Check Nervous Status

Events associated with nervous system functionality are evaluated. First, intracranial pressure is checked to determine whether or not to throw the Intracranial Hypertension or Intracranial Hypotension events. Then, the presence of fasciculation (muscle spasms) is evaluated based on the activity of the compounds Sarin and Succinylcholine. The latter drug generally produces transient fasciculation which disappear when neuromuscular block is achieved [11]. For a description of the neurological effects of Sarin, see the Nerve Agent: Sarin section in the Drugs documentation. It should be noted that fasciculation can also be caused by an ion imbalance; however, this functionality is not yet active. When completed, the criteria for this type of event will be calcium deficiency. If the patient's arterial calcium concentration falls below one milligram per deciliter, then fasciculation will be triggered [128].

SetPupilEffects

Pupil modifiers are retrieved from the Drugs System and combined with any modifiers from TBI before being applied to the eyes.

Post Process

There is no system specific functionality for the Nervous System in Post Process.

Assessments

Assessments in BioGears are data collected and packaged to resemble a report or analysis that might be ordered by a physician. No BioGears assessments are associated with the Nervous System.

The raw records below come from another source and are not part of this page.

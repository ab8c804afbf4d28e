//! Pure level, tier, and streak computation

use chrono::NaiveDate;
use common::models::{LevelInfo, UserProgression};

/// Each level spans a 100-point experience band
pub const EXP_PER_LEVEL: i64 = 100;

/// Reaching this level triggers the LEGEND badge check
pub const LEGEND_LEVEL: i32 = 50;

/// Level derived from total experience: floor(exp / 100) + 1
pub fn level_for_experience(experience: i64) -> i32 {
    (experience / EXP_PER_LEVEL) as i32 + 1
}

/// Add a grant to an experience balance, saturating instead of overflowing
/// on caller-supplied extremes
pub fn apply_experience(experience: i64, amount: i64) -> i64 {
    experience.saturating_add(amount)
}

/// Human-readable tier name, six fixed bands inclusive at the lower edge
pub fn level_name(level: i32) -> &'static str {
    match level {
        ..=9 => "초보 수영러",
        10..=19 => "중급 수영러",
        20..=29 => "상급 수영러",
        30..=39 => "수영 마스터",
        40..=49 => "수영 전문가",
        _ => "수영 레전드",
    }
}

/// Streak counters after an activity today
#[derive(Debug, Clone, Copy, PartialEq, Eq)]
pub struct StreakUpdate {
    pub current: i32,
    pub longest: i32,
}

/// Advance streak counters for an activity on `today`.
///
/// Day difference 1 extends the streak, 0 leaves it unchanged, more than 1
/// resets the current streak. A last-activity date in the future (clock
/// skew) is treated as same-day. `longest` never decreases.
pub fn advance_streak(
    current: i32,
    longest: i32,
    last_activity: Option<NaiveDate>,
    today: NaiveDate,
) -> StreakUpdate {
    match last_activity {
        None => StreakUpdate {
            current: 1,
            longest: longest.max(1),
        },
        Some(last) => {
            let diff = (today - last).num_days();
            if diff == 1 {
                let current = current + 1;
                StreakUpdate {
                    current,
                    longest: longest.max(current),
                }
            } else if diff > 1 {
                StreakUpdate { current: 1, longest }
            } else {
                StreakUpdate { current, longest }
            }
        }
    }
}

/// Re-express progression as level info within the current 100-point band
pub fn level_info(prog: &UserProgression) -> LevelInfo {
    let level = prog.level as i64;
    let current_level_exp = prog.experience - (level - 1) * EXP_PER_LEVEL;
    let exp_to_next_level = level * EXP_PER_LEVEL - current_level_exp;
    let progress = current_level_exp * 100 / EXP_PER_LEVEL;

    LevelInfo {
        current_level: prog.level,
        current_level_exp,
        exp_to_next_level,
        progress,
        current_streak: prog.current_streak,
        longest_streak: prog.longest_streak,
        level_name: level_name(prog.level).to_string(),
    }
}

Figure 1. The data flow for the Nervous System consists of Preprocess, Process and Postprocess. In Preprocess, the baroreceptor feedback is calculated. In Process, the brain metrics are checked to see if event thresholds have been reached and pupil effects are determined and applied.

Features, Capabilities, and Dependencies

Baroreceptors

BioGears calculates the strain exerted on the aortic and carotid baroreceptors as [272]

$\epsilon_{w} = 1 - \sqrt{\frac{1 + \exp(-q_w\left(P_{input} - s_w\right))}{A+\exp(-q_w\left(P_{input}-s_w\right))}}$

Equation 1.

The input pressure (Pinput) is the systolic arterial pressure (Psys) for the carotid baroreceptors and the difference between systolic pressure and pleural pressure (Psystolic - Ppleural) for aortic baroreceptors. The parameters for Equation 1 are maximum stressed to unstressed vessel cross-sectional area (A), steepness (qw), and operating point (sw) and the output is wall strain (εw). As described in the cardiovascular methodology report, theBioGears cardiovascular system is initialized according to patient definitions and stabilized to a homeostatic state. The baroreceptor operating pressure is the systolic pressure following the engine stabilization period. This operating point is adjusted dynamically with certain actions and insults, as shown in Equation 2.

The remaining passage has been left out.